→ Work item:
Give again, word for word, every line in the entries below from the line with "filename dp/src/domain/task.rs" up to and including the line with "pub fn len(&self)", and no other line.

→ Provided data:
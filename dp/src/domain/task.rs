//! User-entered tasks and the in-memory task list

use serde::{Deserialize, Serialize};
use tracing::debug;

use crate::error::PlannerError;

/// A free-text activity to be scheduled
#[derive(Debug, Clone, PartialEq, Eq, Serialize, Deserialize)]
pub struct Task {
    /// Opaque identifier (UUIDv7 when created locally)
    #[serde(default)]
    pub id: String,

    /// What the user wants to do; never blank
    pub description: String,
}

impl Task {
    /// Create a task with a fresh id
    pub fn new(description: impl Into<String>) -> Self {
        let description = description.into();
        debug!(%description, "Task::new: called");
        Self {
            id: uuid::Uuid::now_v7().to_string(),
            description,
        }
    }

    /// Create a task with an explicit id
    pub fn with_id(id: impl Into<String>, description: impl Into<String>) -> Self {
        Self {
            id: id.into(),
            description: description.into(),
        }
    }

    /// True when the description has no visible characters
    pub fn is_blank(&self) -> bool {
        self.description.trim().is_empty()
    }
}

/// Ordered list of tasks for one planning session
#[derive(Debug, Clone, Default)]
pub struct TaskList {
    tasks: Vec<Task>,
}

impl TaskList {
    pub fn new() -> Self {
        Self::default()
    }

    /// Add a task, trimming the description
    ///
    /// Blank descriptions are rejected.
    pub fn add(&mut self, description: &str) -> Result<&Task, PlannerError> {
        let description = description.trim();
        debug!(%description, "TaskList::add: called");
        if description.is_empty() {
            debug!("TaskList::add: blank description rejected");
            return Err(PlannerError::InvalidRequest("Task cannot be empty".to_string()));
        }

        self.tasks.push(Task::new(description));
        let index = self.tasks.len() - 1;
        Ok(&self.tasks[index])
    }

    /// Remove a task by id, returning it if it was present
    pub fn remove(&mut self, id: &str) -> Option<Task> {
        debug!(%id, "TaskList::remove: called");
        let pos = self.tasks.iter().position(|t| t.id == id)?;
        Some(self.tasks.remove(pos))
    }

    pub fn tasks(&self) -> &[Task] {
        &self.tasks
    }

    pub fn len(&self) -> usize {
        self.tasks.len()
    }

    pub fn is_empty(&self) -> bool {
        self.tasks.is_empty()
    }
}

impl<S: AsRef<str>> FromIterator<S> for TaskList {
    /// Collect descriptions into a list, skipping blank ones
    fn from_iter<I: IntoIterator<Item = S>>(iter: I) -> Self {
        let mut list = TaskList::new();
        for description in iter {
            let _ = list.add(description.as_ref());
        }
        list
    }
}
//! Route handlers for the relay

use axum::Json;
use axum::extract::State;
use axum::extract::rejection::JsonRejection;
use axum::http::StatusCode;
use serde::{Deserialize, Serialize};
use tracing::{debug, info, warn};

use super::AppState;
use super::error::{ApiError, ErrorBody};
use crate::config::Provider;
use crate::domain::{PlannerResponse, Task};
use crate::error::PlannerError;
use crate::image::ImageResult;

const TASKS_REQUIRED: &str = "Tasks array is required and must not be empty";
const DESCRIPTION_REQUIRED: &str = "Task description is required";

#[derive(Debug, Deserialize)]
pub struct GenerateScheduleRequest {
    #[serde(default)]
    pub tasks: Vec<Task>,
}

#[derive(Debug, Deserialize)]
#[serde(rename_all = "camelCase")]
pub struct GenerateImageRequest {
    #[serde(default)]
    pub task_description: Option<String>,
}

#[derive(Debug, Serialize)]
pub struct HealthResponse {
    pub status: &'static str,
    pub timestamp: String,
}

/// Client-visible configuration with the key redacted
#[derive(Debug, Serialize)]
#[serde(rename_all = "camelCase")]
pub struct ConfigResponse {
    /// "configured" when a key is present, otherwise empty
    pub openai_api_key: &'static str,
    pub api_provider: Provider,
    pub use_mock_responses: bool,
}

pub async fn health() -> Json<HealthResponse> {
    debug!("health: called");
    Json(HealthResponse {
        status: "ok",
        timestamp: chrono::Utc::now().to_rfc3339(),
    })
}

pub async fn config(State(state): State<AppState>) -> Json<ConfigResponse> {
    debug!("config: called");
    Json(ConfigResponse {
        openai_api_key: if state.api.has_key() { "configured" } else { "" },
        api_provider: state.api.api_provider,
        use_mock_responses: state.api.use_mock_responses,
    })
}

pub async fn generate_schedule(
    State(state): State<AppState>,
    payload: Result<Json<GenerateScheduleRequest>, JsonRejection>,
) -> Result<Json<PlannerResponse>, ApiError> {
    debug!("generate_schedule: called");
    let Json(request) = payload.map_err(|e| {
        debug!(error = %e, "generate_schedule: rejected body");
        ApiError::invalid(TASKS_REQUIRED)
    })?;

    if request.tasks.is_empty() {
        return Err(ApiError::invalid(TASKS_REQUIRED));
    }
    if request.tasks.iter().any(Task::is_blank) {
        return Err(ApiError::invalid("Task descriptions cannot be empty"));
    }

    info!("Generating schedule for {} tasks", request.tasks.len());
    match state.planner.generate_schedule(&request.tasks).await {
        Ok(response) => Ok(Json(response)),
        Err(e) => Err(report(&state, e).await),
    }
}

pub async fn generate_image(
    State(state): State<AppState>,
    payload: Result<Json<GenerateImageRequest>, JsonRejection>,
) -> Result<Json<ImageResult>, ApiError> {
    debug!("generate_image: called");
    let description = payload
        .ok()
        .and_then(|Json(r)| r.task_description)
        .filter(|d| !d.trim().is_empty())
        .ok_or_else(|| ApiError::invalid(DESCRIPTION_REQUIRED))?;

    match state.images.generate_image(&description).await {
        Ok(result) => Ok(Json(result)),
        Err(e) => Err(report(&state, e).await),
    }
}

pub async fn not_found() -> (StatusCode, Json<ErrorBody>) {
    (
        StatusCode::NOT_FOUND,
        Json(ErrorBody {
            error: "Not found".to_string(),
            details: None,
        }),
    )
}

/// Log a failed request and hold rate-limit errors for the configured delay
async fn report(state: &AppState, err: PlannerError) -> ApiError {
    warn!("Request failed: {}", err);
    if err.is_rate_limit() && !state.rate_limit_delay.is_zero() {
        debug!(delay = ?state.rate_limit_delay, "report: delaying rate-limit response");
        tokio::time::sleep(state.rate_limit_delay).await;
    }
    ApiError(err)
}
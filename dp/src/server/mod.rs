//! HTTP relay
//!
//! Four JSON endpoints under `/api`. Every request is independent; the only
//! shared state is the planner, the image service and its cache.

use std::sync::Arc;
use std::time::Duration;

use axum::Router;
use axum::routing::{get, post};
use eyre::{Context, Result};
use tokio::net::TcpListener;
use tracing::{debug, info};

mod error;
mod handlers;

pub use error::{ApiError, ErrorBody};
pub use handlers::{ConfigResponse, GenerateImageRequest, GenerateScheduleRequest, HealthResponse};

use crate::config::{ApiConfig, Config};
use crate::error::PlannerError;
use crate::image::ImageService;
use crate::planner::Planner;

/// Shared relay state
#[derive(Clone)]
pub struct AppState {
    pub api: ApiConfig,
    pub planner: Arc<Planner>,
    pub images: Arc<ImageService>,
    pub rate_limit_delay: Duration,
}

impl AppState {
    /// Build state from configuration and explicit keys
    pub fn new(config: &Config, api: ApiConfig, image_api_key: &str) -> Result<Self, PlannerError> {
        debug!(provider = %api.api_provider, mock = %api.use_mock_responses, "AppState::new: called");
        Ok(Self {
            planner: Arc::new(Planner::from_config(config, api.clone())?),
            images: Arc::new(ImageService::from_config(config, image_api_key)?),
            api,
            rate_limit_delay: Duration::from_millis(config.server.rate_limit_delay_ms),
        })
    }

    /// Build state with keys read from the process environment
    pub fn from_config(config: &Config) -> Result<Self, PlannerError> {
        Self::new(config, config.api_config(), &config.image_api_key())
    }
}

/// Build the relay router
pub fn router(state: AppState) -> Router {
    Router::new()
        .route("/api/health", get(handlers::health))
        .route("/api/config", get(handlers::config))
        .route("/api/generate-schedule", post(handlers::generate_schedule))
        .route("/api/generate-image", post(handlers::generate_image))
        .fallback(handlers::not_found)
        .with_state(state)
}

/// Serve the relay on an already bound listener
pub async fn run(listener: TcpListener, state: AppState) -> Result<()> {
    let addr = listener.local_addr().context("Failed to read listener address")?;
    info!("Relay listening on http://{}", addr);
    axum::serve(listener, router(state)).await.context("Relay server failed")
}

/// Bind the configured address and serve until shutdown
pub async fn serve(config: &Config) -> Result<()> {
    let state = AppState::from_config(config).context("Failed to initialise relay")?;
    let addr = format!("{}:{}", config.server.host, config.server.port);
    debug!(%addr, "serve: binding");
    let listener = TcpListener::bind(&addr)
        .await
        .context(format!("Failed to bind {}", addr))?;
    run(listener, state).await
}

---

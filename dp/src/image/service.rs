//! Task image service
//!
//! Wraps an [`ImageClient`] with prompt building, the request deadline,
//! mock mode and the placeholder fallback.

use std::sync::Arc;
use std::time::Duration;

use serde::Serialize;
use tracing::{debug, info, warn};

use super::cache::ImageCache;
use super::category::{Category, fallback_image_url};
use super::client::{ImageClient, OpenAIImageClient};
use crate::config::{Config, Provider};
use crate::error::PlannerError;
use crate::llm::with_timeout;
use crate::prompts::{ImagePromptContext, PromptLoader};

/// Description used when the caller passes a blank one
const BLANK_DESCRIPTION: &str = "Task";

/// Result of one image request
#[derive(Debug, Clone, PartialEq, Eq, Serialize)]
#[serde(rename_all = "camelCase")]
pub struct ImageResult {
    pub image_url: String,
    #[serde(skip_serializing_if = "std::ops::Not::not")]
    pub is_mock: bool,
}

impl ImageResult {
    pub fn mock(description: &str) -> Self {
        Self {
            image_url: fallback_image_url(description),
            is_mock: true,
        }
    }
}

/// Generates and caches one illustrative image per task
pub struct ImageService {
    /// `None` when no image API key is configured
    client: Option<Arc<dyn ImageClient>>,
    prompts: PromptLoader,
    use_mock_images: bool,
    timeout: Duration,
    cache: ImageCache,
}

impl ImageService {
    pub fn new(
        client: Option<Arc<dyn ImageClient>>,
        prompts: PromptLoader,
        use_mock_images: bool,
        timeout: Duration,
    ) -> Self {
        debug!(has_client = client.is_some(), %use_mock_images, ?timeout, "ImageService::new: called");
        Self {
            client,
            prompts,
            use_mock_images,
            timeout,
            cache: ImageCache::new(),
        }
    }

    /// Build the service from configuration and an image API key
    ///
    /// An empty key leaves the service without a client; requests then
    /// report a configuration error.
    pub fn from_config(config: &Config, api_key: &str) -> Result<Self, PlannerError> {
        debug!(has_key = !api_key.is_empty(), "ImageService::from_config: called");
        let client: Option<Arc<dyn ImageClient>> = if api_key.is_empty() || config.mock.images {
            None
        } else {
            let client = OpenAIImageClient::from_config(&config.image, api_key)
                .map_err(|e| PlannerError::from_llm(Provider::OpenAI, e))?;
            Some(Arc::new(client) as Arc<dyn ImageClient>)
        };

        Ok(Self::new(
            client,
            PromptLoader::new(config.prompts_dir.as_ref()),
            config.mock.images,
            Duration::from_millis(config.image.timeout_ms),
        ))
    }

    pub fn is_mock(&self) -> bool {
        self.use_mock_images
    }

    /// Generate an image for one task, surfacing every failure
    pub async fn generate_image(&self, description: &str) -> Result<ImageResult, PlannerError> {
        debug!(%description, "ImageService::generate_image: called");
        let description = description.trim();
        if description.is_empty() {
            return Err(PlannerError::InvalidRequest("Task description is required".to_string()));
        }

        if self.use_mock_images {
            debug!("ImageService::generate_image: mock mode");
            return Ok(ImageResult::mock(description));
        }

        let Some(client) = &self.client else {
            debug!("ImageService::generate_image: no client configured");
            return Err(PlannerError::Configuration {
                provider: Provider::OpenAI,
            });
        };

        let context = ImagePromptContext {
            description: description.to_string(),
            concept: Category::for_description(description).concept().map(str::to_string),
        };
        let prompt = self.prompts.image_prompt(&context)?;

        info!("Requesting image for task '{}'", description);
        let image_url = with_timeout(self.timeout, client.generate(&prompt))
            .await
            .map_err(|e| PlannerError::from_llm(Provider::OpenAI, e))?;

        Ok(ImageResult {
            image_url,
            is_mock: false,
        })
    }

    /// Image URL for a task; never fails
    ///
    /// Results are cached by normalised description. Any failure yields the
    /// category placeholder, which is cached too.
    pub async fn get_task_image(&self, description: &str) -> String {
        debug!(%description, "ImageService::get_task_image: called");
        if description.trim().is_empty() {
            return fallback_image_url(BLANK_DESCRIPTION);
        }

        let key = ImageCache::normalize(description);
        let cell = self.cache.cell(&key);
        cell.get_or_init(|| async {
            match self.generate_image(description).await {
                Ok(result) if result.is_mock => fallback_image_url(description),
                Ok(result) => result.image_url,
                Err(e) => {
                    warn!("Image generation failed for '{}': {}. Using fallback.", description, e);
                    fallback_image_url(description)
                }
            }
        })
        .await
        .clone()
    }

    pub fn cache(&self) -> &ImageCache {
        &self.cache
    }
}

---

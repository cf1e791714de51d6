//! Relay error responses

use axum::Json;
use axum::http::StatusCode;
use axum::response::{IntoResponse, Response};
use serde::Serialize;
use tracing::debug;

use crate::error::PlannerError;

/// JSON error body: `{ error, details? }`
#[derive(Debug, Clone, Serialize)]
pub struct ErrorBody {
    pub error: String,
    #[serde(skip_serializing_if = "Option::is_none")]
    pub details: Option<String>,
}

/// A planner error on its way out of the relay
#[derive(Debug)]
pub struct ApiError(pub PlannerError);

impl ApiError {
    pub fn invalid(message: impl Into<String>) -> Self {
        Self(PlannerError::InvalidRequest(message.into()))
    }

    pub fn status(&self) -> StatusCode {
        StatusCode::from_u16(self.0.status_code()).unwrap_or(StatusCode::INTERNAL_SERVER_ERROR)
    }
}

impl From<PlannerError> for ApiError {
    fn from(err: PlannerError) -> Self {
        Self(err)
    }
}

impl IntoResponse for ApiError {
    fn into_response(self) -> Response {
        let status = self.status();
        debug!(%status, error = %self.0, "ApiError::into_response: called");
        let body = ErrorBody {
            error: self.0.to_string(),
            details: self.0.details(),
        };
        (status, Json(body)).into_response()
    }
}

→ Solution to the exercise:
filename dp/src/domain/task.rs
//! User-entered tasks and the in-memory task list

use serde::{Deserialize, Serialize};
use tracing::debug;

use crate::error::PlannerError;

/// A free-text activity to be scheduled
#[derive(Debug, Clone, PartialEq, Eq, Serialize, Deserialize)]
pub struct Task {
    /// Opaque identifier (UUIDv7 when created locally)
    #[serde(default)]
    pub id: String,

    /// What the user wants to do; never blank
    pub description: String,
}

impl Task {
    /// Create a task with a fresh id
    pub fn new(description: impl Into<String>) -> Self {
        let description = description.into();
        debug!(%description, "Task::new: called");
        Self {
            id: uuid::Uuid::now_v7().to_string(),
            description,
        }
    }

    /// Create a task with an explicit id
    pub fn with_id(id: impl Into<String>, description: impl Into<String>) -> Self {
        Self {
            id: id.into(),
            description: description.into(),
        }
    }

    /// True when the description has no visible characters
    pub fn is_blank(&self) -> bool {
        self.description.trim().is_empty()
    }
}

/// Ordered list of tasks for one planning session
#[derive(Debug, Clone, Default)]
pub struct TaskList {
    tasks: Vec<Task>,
}

impl TaskList {
    pub fn new() -> Self {
        Self::default()
    }

    /// Add a task, trimming the description
    ///
    /// Blank descriptions are rejected.
    pub fn add(&mut self, description: &str) -> Result<&Task, PlannerError> {
        let description = description.trim();
        debug!(%description, "TaskList::add: called");
        if description.is_empty() {
            debug!("TaskList::add: blank description rejected");
            return Err(PlannerError::InvalidRequest("Task cannot be empty".to_string()));
        }

        self.tasks.push(Task::new(description));
        let index = self.tasks.len() - 1;
        Ok(&self.tasks[index])
    }

    /// Remove a task by id, returning it if it was present
    pub fn remove(&mut self, id: &str) -> Option<Task> {
        debug!(%id, "TaskList::remove: called");
        let pos = self.tasks.iter().position(|t| t.id == id)?;
        Some(self.tasks.remove(pos))
    }

    pub fn tasks(&self) -> &[Task] {
        &self.tasks
    }

    pub fn len(&self) -> usize {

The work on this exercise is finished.